## What to do:
Your task is to copy every record exactly.

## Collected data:
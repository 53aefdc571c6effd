use super::*;
use crate::geom::{paths_bbox, Segment};
use assert_approx_eq::assert_approx_eq;
use test_case::test_case;

fn stroke(width: f64, cap: Cap, join: Join) -> Stroke {
    Stroke {
        width,
        cap,
        join,
        ..Default::default()
    }
}

fn triangle() -> Path {
    Path::from_points(
        &[Point::new(0.0, 0.0), Point::new(10.0, 0.0), Point::new(5.0, 10.0)],
        true,
    )
    .unwrap()
}

fn horizontal_line() -> Path {
    Path::from_points(&[Point::new(0.0, 0.0), Point::new(10.0, 0.0)], false).unwrap()
}

#[test_log::test]
fn closed_triangle_round() {
    let input = triangle();
    let outline = stroke_to_curve(&[input.clone()], &stroke(2.0, Cap::Round, Join::Round));
    assert!(outline.len() >= 2);
    assert!(outline.iter().all(|p| p.closed));

    let b = paths_bbox(&outline).unwrap();
    let expanded = paths_bbox(&[input]).unwrap().inflate(1.0, 1.0);
    assert!(b.min.x < 0.0 && b.min.y < 0.0 && b.max.x > 10.0 && b.max.y > 10.0);
    assert!(b.contains_box(&expanded.inflate(-1e-3, -1e-3)));
    assert!(expanded.inflate(0.1, 0.1).contains_box(&b));
}

#[test]
fn open_line_butt() {
    let outline = stroke_to_curve(&[horizontal_line()], &stroke(2.0, Cap::Butt, Join::Miter));
    assert_eq!(1, outline.len());
    let b = paths_bbox(&outline).unwrap();
    assert_eq!(Point::new(0.0, -1.0), b.min);
    assert_eq!(Point::new(10.0, 1.0), b.max);
}

#[test_case(Cap::Butt => (0.0, 10.0))]
#[test_case(Cap::Square => (-1.0, 11.0))]
#[test_case(Cap::Round => (-1.0, 11.0))]
fn caps_extend_line(cap: Cap) -> (f64, f64) {
    let outline = stroke_to_curve(&[horizontal_line()], &stroke(2.0, cap, Join::Miter));
    let b = paths_bbox(&outline).unwrap();
    ((b.min.x * 1e6).round() / 1e6, (b.max.x * 1e6).round() / 1e6)
}

fn corner() -> Path {
    Path::from_points(
        &[Point::new(0.0, 0.0), Point::new(10.0, 0.0), Point::new(10.0, 10.0)],
        false,
    )
    .unwrap()
}

#[test]
fn miter_join_reaches_corner() {
    let outline = stroke_to_curve(&[corner()], &stroke(2.0, Cap::Butt, Join::Miter));
    let b = paths_bbox(&outline).unwrap();
    assert_approx_eq!(11.0, b.max.x);
    assert_approx_eq!(-1.0, b.min.y);
    assert!(outline[0]
        .points()
        .any(|p| (p - Point::new(11.0, -1.0)).length() < 1e-9));
}

#[test]
fn miter_limit_falls_back_to_bevel() {
    let mut s = stroke(2.0, Cap::Butt, Join::Miter);
    // 90° corner needs a ratio of sqrt(2)
    s.miter_limit = 1.2;
    let outline = stroke_to_curve(&[corner()], &s);
    assert!(!outline[0]
        .points()
        .any(|p| (p - Point::new(11.0, -1.0)).length() < 1e-9));
}

#[test]
fn bevel_and_round_joins() {
    let bevel = stroke_to_curve(&[corner()], &stroke(2.0, Cap::Butt, Join::Bevel));
    assert!(bevel[0].segments.iter().all(|s| matches!(s, Segment::Line(_))));
    let round = stroke_to_curve(&[corner()], &stroke(2.0, Cap::Butt, Join::Round));
    assert!(round[0].segments.iter().any(|s| matches!(s, Segment::Curve { .. })));
}

#[test]
fn dash_runs_are_disjoint_contours() {
    let mut s = stroke(1.0, Cap::Butt, Join::Miter);
    s.dash = vec![2.0, 2.0];
    let outline = stroke_to_curve(&[horizontal_line()], &s);
    // on 0..2, 4..6, 8..10
    assert_eq!(3, outline.len());
    let b = paths_bbox(&outline[1..2]).unwrap();
    assert_approx_eq!(4.0, b.min.x);
    assert_approx_eq!(6.0, b.max.x);
}

#[test]
fn odd_dash_pattern_is_repeated() {
    assert_eq!(Some(vec![2.0, 4.0, 6.0, 2.0, 4.0, 6.0]), dash_pattern(&[1.0, 2.0, 3.0], 2.0));
    assert_eq!(None, dash_pattern(&[0.0, 0.0], 1.0));
    assert_eq!(None, dash_pattern(&[], 1.0));
}

#[test]
fn curves_are_flattened() {
    let mut p = Path::new(Point::new(0.0, 0.0));
    p.curve_to(Point::new(0.0, 10.0), Point::new(10.0, 10.0), Point::new(10.0, 0.0));
    let outline = stroke_to_curve(&[p], &stroke(1.0, Cap::Butt, Join::Bevel));
    assert_eq!(1, outline.len());
    assert!(outline[0].segments.len() > 8);
}

#[test]
fn degenerate_input() {
    assert!(stroke_to_curve(&[horizontal_line()], &stroke(0.0, Cap::Round, Join::Round)).is_empty());
    let dot = Path::from_points(&[Point::new(1.0, 1.0), Point::new(1.0, 1.0)], false).unwrap();
    assert!(stroke_to_curve(&[dot], &stroke(1.0, Cap::Round, Join::Round)).is_empty());
    assert!(stroke_to_curve(&[], &stroke(1.0, Cap::Round, Join::Round)).is_empty());
}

## Exercise solution:
repository 53aefdc571c6effd
use super::*;
use crate::geom::{paths_bbox, Segment};
use assert_approx_eq::assert_approx_eq;
use test_case::test_case;

fn stroke(width: f64, cap: Cap, join: Join) -> Stroke {
    Stroke {
        width,
        cap,
        join,
        ..Default::default()
    }
}

fn triangle() -> Path {
    Path::from_points(
        &[Point::new(0.0, 0.0), Point::new(10.0, 0.0), Point::new(5.0, 10.0)],
        true,
    )
    .unwrap()
}

fn horizontal_line() -> Path {
    Path::from_points(&[Point::new(0.0, 0.0), Point::new(10.0, 0.0)], false).unwrap()
}

#[test_log::test]
fn closed_triangle_round() {
    let input = triangle();
    let outline = stroke_to_curve(&[input.clone()], &stroke(2.0, Cap::Round, Join::Round));
    assert!(outline.len() >= 2);
    assert!(outline.iter().all(|p| p.closed));

    let b = paths_bbox(&outline).unwrap();
    let expanded = paths_bbox(&[input]).unwrap().inflate(1.0, 1.0);
    assert!(b.min.x < 0.0 && b.min.y < 0.0 && b.max.x > 10.0 && b.max.y > 10.0);
    assert!(b.contains_box(&expanded.inflate(-1e-3, -1e-3)));
    assert!(expanded.inflate(0.1, 0.1).contains_box(&b));
}

#[test]
fn open_line_butt() {
    let outline = stroke_to_curve(&[horizontal_line()], &stroke(2.0, Cap::Butt, Join::Miter));
    assert_eq!(1, outline.len());
    let b = paths_bbox(&outline).unwrap();
    assert_eq!(Point::new(0.0, -1.0), b.min);
    assert_eq!(Point::new(10.0, 1.0), b.max);
}

#[test_case(Cap::Butt => (0.0, 10.0))]
#[test_case(Cap::Square => (-1.0, 11.0))]
#[test_case(Cap::Round => (-1.0, 11.0))]
fn caps_extend_line(cap: Cap) -> (f64, f64) {
    let outline = stroke_to_curve(&[horizontal_line()], &stroke(2.0, cap, Join::Miter));
    let b = paths_bbox(&outline).unwrap();
    ((b.min.x * 1e6).round() / 1e6, (b.max.x * 1e6).round() / 1e6)
}

fn corner() -> Path {
    Path::from_points(
        &[Point::new(0.0, 0.0), Point::new(10.0, 0.0), Point::new(10.0, 10.0)],
        false,
    )
    .unwrap()
}

#[test]
fn miter_join_reaches_corner() {
    let outline = stroke_to_curve(&[corner()], &stroke(2.0, Cap::Butt, Join::Miter));
    let b = paths_bbox(&outline).unwrap();
    assert_approx_eq!(11.0, b.max.x);
    assert_approx_eq!(-1.0, b.min.y);
    assert!(outline[0]
        .points()
        .any(|p| (p - Point::new(11.0, -1.0)).length() < 1e-9));
}

#[test]
fn miter_limit_falls_back_to_bevel() {
    let mut s = stroke(2.0, Cap::Butt, Join::Miter);
    // 90° corner needs a ratio of sqrt(2)
    s.miter_limit = 1.2;
    let outline = stroke_to_curve(&[corner()], &s);
    assert!(!outline[0]
        .points()
        .any(|p| (p - Point::new(11.0, -1.0)).length() < 1e-9));
}

#[test]
fn bevel_and_round_joins() {
    let bevel = stroke_to_curve(&[corner()], &stroke(2.0, Cap::Butt, Join::Bevel));
    assert!(bevel[0].segments.iter().all(|s| matches!(s, Segment::Line(_))));
    let round = stroke_to_curve(&[corner()], &stroke(2.0, Cap::Butt, Join::Round));
    assert!(round[0].segments.iter().any(|s| matches!(s, Segment::Curve { .. })));
}

#[test]
fn dash_runs_are_disjoint_contours() {
    let mut s = stroke(1.0, Cap::Butt, Join::Miter);
    s.dash = vec![2.0, 2.0];
    let outline = stroke_to_curve(&[horizontal_line()], &s);
    // on 0..2, 4..6, 8..10
    assert_eq!(3, outline.len());
    let b = paths_bbox(&outline[1..2]).unwrap();
    assert_approx_eq!(4.0, b.min.x);
    assert_approx_eq!(6.0, b.max.x);
}

#[test]
fn odd_dash_pattern_is_repeated() {
    assert_eq!(Some(vec![2.0, 4.0, 6.0, 2.0, 4.0, 6.0]), dash_pattern(&[1.0, 2.0, 3.0], 2.0));
    assert_eq!(None, dash_pattern(&[0.0, 0.0], 1.0));
    assert_eq!(None, dash_pattern(&[], 1.0));
}

#[test]
fn curves_are_flattened() {
    let mut p = Path::new(Point::new(0.0, 0.0));
    p.curve_to(Point::new(0.0, 10.0), Point::new(10.0, 10.0), Point::new(10.0, 0.0));
    let outline = stroke_to_curve(&[p], &stroke(1.0, Cap::Butt, Join::Bevel));
    assert_eq!(1, outline.len());
    assert!(outline[0].segments.len() > 8);
}

#[test]
fn degenerate_input() {
    assert!(stroke_to_curve(&[horizontal_line()], &stroke(0.0, Cap::Round, Join::Round)).is_empty());
    let dot = Path::from_points(&[Point::new(1.0, 1.0), Point::new(1.0, 1.0)], false).unwrap();
    assert!(stroke_to_curve(&[dot], &stroke(1.0, Cap::Round, Join::Round)).is_empty());
    assert!(stroke_to_curve(&[], &stroke(1.0, Cap::Round, Join::Round)).is_empty());
}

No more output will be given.